To show that conditions 1 and 3 in the definition of a Dirac sequence are satisfied is trivial and condition 2 is also fulfilled since

 $\int_{-\infty}^{\infty}\delta_{n}(x)dx=\frac{1}{\pi}\cdot\int_{-\infty}^{% \infty}\frac{n}{1+n^{2}x^{2}}dx=\left[\begin{tabular}[]{ll}y=nx\\ dy=n\cdot dx\end{tabular}\right]=\frac{1}{\pi}\cdot\int_{-\infty}^{\infty}% \frac{1}{1+y^{2}}dy=\frac{1}{\pi}\cdot\arctan{y}\Big{\lvert}_{y=-\infty}^{% \infty}=\frac{1}{\pi}\cdot\pi=1$

for all $n\in\mathbb{N}_{+}$, hence $\{\delta_{n}\}_{n\in\mathbb{N}_{+}}$ is a Dirac sequence.

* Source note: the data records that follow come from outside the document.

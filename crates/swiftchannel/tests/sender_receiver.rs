//! Sender/receiver round trips over real platform shared memory.
//!
//! Channel names embed the test name and pid so parallel test runs never
//! collide; every test destroys its region on the way out.

#![cfg(unix)]

use std::sync::atomic::{AtomicU32, Ordering};
use std::sync::Arc;
use std::time::Duration;

use swiftchannel::prelude::*;
use swiftchannel::{flags, region_status, PlatformSharedMemory, SharedMemory};
use swiftchannel_shm::posix;

struct NamedRegion(String);

impl NamedRegion {
    fn new(tag: &str) -> Self {
        Self(format!("it_{}_{}", tag, std::process::id()))
    }

    fn name(&self) -> &str {
        &self.0
    }
}

impl Drop for NamedRegion {
    fn drop(&mut self) {
        let _ = posix::unlink(&self.0);
    }
}

fn config() -> ChannelConfig {
    ChannelConfig {
        ring_size: 64 * 1024,
        max_message_size: 1024,
        flags: flags::NO_CHECKSUM,
    }
}

#[test]
fn messages_cross_the_region_in_order() {
    let region = NamedRegion::new("order");
    let sender = Sender::create(region.name(), config()).unwrap();
    let receiver = Receiver::open(region.name(), config()).unwrap();

    for i in 0..100u32 {
        let mut payload = vec![0u8; 64];
        payload[..4].copy_from_slice(&i.to_le_bytes());
        sender.send(&payload).unwrap();
    }

    let mut next = 0u32;
    while next < 100 {
        let got = receiver
            .poll_one(|payload| {
                let i = u32::from_le_bytes(payload[..4].try_into().unwrap());
                assert_eq!(i, next);
            })
            .unwrap();
        assert!(got, "ring drained early at message {next}");
        next += 1;
    }
}

#[test]
fn receiver_before_sender_is_not_found() {
    let region = NamedRegion::new("norecv");
    let err = Receiver::open(region.name(), config());
    assert!(matches!(err, Err(Error::ChannelNotFound)));
}

#[test]
fn invalid_names_never_reach_the_os() {
    let err = Sender::create("no/slashes", config());
    assert!(matches!(err, Err(Error::InvalidChannelName)));
    let err = Receiver::open("", config());
    assert!(matches!(err, Err(Error::InvalidChannelName)));
}

#[test]
fn background_receiver_drains_a_concurrent_sender() {
    let region = NamedRegion::new("threads");
    let stats = Arc::new(ChannelStats::new());
    let sender = Sender::create(region.name(), config()).unwrap();
    let receiver = Receiver::with_observer(region.name(), config(), stats.clone()).unwrap();

    const MESSAGES: u32 = 5_000;
    let seen = Arc::new(AtomicU32::new(0));
    let seen_in_handler = Arc::clone(&seen);
    let mut expected = 0u32;
    receiver
        .spawn(move |payload| {
            let i = u32::from_le_bytes(payload[..4].try_into().unwrap());
            assert_eq!(i, expected, "out-of-order delivery");
            expected += 1;
            seen_in_handler.store(expected, Ordering::Release);
        })
        .unwrap();
    assert!(receiver.is_running());

    for i in 0..MESSAGES {
        let mut payload = vec![0u8; 16 + (i as usize % 200)];
        payload[..4].copy_from_slice(&i.to_le_bytes());
        loop {
            match sender.send(&payload) {
                Ok(()) => break,
                Err(Error::ChannelFull) => std::thread::yield_now(),
                Err(err) => panic!("send failed: {err}"),
            }
        }
    }

    // Wait for the worker to drain everything, then stop it.
    let deadline = std::time::Instant::now() + Duration::from_secs(10);
    while seen.load(Ordering::Acquire) < MESSAGES {
        assert!(std::time::Instant::now() < deadline, "receiver stalled");
        std::thread::yield_now();
    }
    receiver.stop();
    assert!(!receiver.is_running());

    let snap = stats.snapshot();
    assert_eq!(snap.messages_received, u64::from(MESSAGES));
}

#[test]
fn observer_counts_sends_and_full_events() {
    let region = NamedRegion::new("stats");
    let small = ChannelConfig {
        ring_size: 4096,
        ..config()
    };
    let stats = Arc::new(ChannelStats::new());
    let sender = Sender::with_observer(region.name(), small, stats.clone()).unwrap();

    let payload = [1u8; 256];
    while sender.try_send(&payload) {}

    let snap = stats.snapshot();
    assert_eq!(snap.messages_sent, 14);
    assert_eq!(snap.bytes_sent, 14 * 256);
    assert_eq!(snap.send_errors, 1);
    assert_eq!(snap.buffer_full_events, 1);
}

#[test]
fn region_status_reflects_live_indices() {
    let region = NamedRegion::new("status");
    let sender = Sender::create(region.name(), config()).unwrap();
    sender.send(&[0u8; 100]).unwrap();

    let shm = PlatformSharedMemory::create_or_open(region.name(), 0, false).unwrap();
    // SAFETY: the mapping covers the whole region.
    let status = unsafe { region_status(shm.as_ptr(), shm.len()) }.unwrap();
    assert_eq!(status.ring_size, 64 * 1024);
    assert_eq!(status.write_index, 32 + 104);
    assert_eq!(status.read_index, 0);
    assert_eq!(status.sender_id, std::process::id());
}

#[test]
fn checksummed_channel_roundtrips() {
    let region = NamedRegion::new("crc");
    let checked = ChannelConfig {
        flags: 0,
        ..config()
    };
    let sender = Sender::create(region.name(), checked).unwrap();
    let receiver = Receiver::open(region.name(), checked).unwrap();

    sender.send(b"verified end to end").unwrap();
    let mut delivered = Vec::new();
    assert!(receiver.poll_one(|p| delivered = p.to_vec()).unwrap());
    assert_eq!(delivered, b"verified end to end");
}
//! Oracle-checked model of a full channel pair.
//!
//! Runs a sender-side and a receiver-side [`Channel`] over one heap region
//! and verifies that delivered payloads are exactly the prefix of accepted
//! sends, in order, with oversize sends rejected without side effects.

use std::collections::VecDeque;

use swiftchannel_core::{
    flags, region_size, Channel, ChannelConfig, Error, ReadOutcome, RingBuffer,
};

/// Operations the fuzzer can drive against the pair.
#[derive(Clone, Copy, Debug)]
pub enum ChannelOp {
    /// Send a payload of this many bytes. Lengths beyond the configured
    /// maximum exercise the oversize rejection path.
    Send(u16),
    /// Receive one message.
    Recv,
}

/// Heap-backed stand-in for a mapped region.
struct Region {
    ptr: *mut u8,
    layout: std::alloc::Layout,
}

impl Region {
    fn new(len: usize) -> Self {
        let layout = std::alloc::Layout::from_size_align(len, 64).unwrap();
        // SAFETY: non-zero size.
        let ptr = unsafe { std::alloc::alloc_zeroed(layout) };
        assert!(!ptr.is_null());
        Self { ptr, layout }
    }
}

impl Drop for Region {
    fn drop(&mut self) {
        // SAFETY: allocated with this layout.
        unsafe { std::alloc::dealloc(self.ptr, self.layout) };
    }
}

/// Run a full operation sequence against a channel pair.
pub fn execute_and_verify(config: &ChannelConfig, ops: &[ChannelOp]) -> Result<(), String> {
    let region = Region::new(region_size(config.ring_size));
    // SAFETY: the region outlives both channels and is used by exactly one
    // producer and one consumer.
    let tx = unsafe { Channel::for_sender(region.ptr, region.layout.size(), config) }
        .map_err(|e| format!("sender attach failed: {e}"))?;
    let rx = unsafe { Channel::for_receiver(region.ptr, region.layout.size(), config) }
        .map_err(|e| format!("receiver attach failed: {e}"))?;

    let mut oracle: VecDeque<Vec<u8>> = VecDeque::new();
    let mut fill = 0u8;
    let mut out = vec![0u8; config.max_message_size as usize];

    for (step, op) in ops.iter().enumerate() {
        match *op {
            ChannelOp::Send(len) => {
                fill = fill.wrapping_add(1);
                let payload: Vec<u8> =
                    (0..len as usize).map(|i| fill.wrapping_add(i as u8)).collect();
                let before = tx.free_space();

                match tx.send(&payload) {
                    Ok(()) => {
                        let frame = RingBuffer::frame_size(len as u32);
                        if tx.free_space() != before - frame {
                            return Err(format!(
                                "step {step}: free_space dropped by {} not {frame}",
                                before - tx.free_space()
                            ));
                        }
                        oracle.push_back(payload);
                    }
                    Err(Error::MessageTooLarge) => {
                        if len as u32 <= config.max_message_size {
                            return Err(format!(
                                "step {step}: {len}-byte payload rejected as oversize"
                            ));
                        }
                        if tx.free_space() != before {
                            return Err(format!("step {step}: oversize send mutated the ring"));
                        }
                    }
                    Err(Error::ChannelFull) => {
                        if len as u32 > config.max_message_size {
                            return Err(format!(
                                "step {step}: oversize payload reported as full"
                            ));
                        }
                        if tx.free_space() != before {
                            return Err(format!("step {step}: full send mutated the ring"));
                        }
                    }
                    Err(e) => return Err(format!("step {step}: unexpected send error {e}")),
                }
            }
            ChannelOp::Recv => match rx.recv(&mut out) {
                Ok(ReadOutcome::Delivered { len }) => {
                    let expected = oracle
                        .pop_front()
                        .ok_or_else(|| format!("step {step}: delivery from empty oracle"))?;
                    if out[..len] != expected[..] {
                        return Err(format!("step {step}: delivered payload differs"));
                    }
                }
                Ok(ReadOutcome::Empty) => {
                    if !oracle.is_empty() {
                        return Err(format!(
                            "step {step}: channel empty but oracle holds {} messages",
                            oracle.len()
                        ));
                    }
                }
                Ok(other) => return Err(format!("step {step}: unexpected outcome {other:?}")),
                Err(e) => return Err(format!("step {step}: unexpected recv error {e}")),
            },
        }
    }

    // Drain what is left; everything the oracle holds must still arrive.
    while let Some(expected) = oracle.pop_front() {
        match rx.recv(&mut out) {
            Ok(ReadOutcome::Delivered { len }) => {
                if out[..len] != expected[..] {
                    return Err("drain: delivered payload differs".into());
                }
            }
            other => return Err(format!("drain: expected delivery, got {other:?}")),
        }
    }
    match rx.recv(&mut out) {
        Ok(ReadOutcome::Empty) => Ok(()),
        other => Err(format!("drain: expected empty channel, got {other:?}")),
    }
}

/// Configuration used by the harnesses: small ring, checksums on, so both
/// the CRC path and wrap-arounds get constant exercise.
pub fn fuzz_config() -> ChannelConfig {
    ChannelConfig {
        ring_size: 4096,
        max_message_size: 1024,
        flags: 0,
    }
}

/// Same geometry with checksums off.
pub fn fuzz_config_no_checksum() -> ChannelConfig {
    ChannelConfig {
        flags: flags::NO_CHECKSUM,
        ..fuzz_config()
    }
}

#[cfg(test)]
mod tests {
    use super::*;

    #[test]
    fn test_mixed_traffic_with_oversize_and_full() {
        let mut ops = Vec::new();
        for i in 0..200u16 {
            ops.push(ChannelOp::Send((i * 37) % 1500));
            if i % 3 == 0 {
                ops.push(ChannelOp::Recv);
            }
        }
        execute_and_verify(&fuzz_config(), &ops).unwrap();
        execute_and_verify(&fuzz_config_no_checksum(), &ops).unwrap();
    }

    #[test]
    fn test_recv_heavy_traffic() {
        let ops = vec![
            ChannelOp::Recv,
            ChannelOp::Send(10),
            ChannelOp::Recv,
            ChannelOp::Recv,
            ChannelOp::Send(1024),
            ChannelOp::Send(1025),
            ChannelOp::Recv,
        ];
        execute_and_verify(&fuzz_config(), &ops).unwrap();
    }
}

To prove that it actually converges in $\mathcal{D}^{\prime}(\mathbb{R})$ (the space of all distributions on $\mathcal{D}(\mathbb{R})$) to the Dirac delta distribution $\delta$, we must show that

 $\lim_{n\to\infty}\int_{\mathbb{R}}\delta_{n}(x)\varphi(x)dx=\varphi(0)$

for any test function $\varphi\in\mathcal{D}(\mathbb{R})$ (a topological vector space of smooth functions with compact support). Let us take an arbitrary test function $\varphi\in\mathcal{D}(\mathbb{R})$ and assume that the closed and compact set $\operatorname{supp}(\varphi)$ is contained in some open interval $(a,b)\subset\mathbb{R}$ ($a<0$ and $b>0$). Using the triangle inequality and the fact that $\int_{\mathbb{R}}\delta_{n}(x)dx=1$ for all $n\in\mathbb{N}_{+}$ we can write

 $\left|\int_{-\infty}^{\infty}\delta_{n}(x)\varphi(x)dx-\varphi(0)\right|=\left% |\int_{-\infty}^{\infty}\delta_{n}(x)(\varphi(x)-\varphi(0))dx\right|\leq$
 $\leq\underbrace{\varphi(0)\int_{-\infty}^{a}\left|\delta_{n}(x)\right|dx}_{I_{% 1}}+\underbrace{\int_{a}^{b}\left|\delta_{n}(x)(\varphi(x)-\varphi(0))\right|% dx}_{I_{2}}+\underbrace{\varphi(0)\int_{b}^{\infty}\left|\delta_{n}(x)\right|% dx}_{I_{3}}$

It is easy to see that $\lim_{n\to\infty}\delta_{n}(x)=0$, $\forall x\in(-\infty,a]\cup[b,\infty)$ and therefore $\lim_{n\to\infty}I_{1}=0$ and $\lim_{n\to\infty}I_{3}=0$. Finally we want to estimate $I_{2}$ when $n\to\infty$.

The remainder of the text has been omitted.